Another benefit of non-theatre that OCS showcases is the ability to create in multiple modalities. To put that in more common language, we’re able to create multiple different ways to access the art. The podcast, audio play, Zoom play, and live play are all variations of the same artistic project but also could be engaged with completely in isolation. Many of the audience members of the live production of OCS in New York had never even heard of the podcast and, surely, there are people listening to the podcast who have never seen the play in any form.

This à la carte method deconstructs traditional theatrical practices where the creators have near-total control over what the audience engages with and empowers the audience by giving them multiple different ways to engage with the work in front of them, fundamentally changing their experience of the work.
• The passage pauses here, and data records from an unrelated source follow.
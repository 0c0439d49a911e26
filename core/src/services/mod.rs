// core/src/services/mod.rs

pub mod auth;
pub mod catalog;
pub mod orders;
pub mod payment;

pub use auth::{prepare_registration, AccessToken, AuthService, Registration};
pub use catalog::CatalogService;
pub use orders::{OrderWorkflow, PricedOrder};
pub use payment::{PaymentGateway, PaymentReceipt, PaymentStatus, StubPaymentGateway};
To put it bluntly, non-theatre in general and OCS specifically is a radical experiment in trust. Artists have to trust the audience to be present and engage with the work. They have to trust their collaborators to show up on time, get their lights and costumes in order, and do their own artistic work with very little hand-holding—after all, directors can’t really lead the actors in warm-ups or centering activities over Zoom. Artists also have to trust themselves and their aesthetic, as they will miss the validation or damnation of hearing an audience laugh, gasp, cry, etc.

Artists also have to trust that the work they made is engaging enough that people won’t just log-in to Zoom and then walk away from the computer. They must trust that, in the absence of audible audience reaction, they’ve created work that still causes a reaction. When developing a new piece of theatre, creators may sit at the back of the house and watch the audience’s nonverbal signs (laughter, checking watches, etc.) for feedback on how the work is landing. In non-theatre, that’s basically impossible. So, the artist needs to trust themselves to provoke the desired reaction without any confirmation of success. It’s terrifying, putting forward new work in non-theatre because artists have no idea how it’s going over. But that terror forces a greater level of confidence. Artists have to get their validation internally rather than externally. This is yet another way that the modality of non-theatre fundamentally alters the creative process.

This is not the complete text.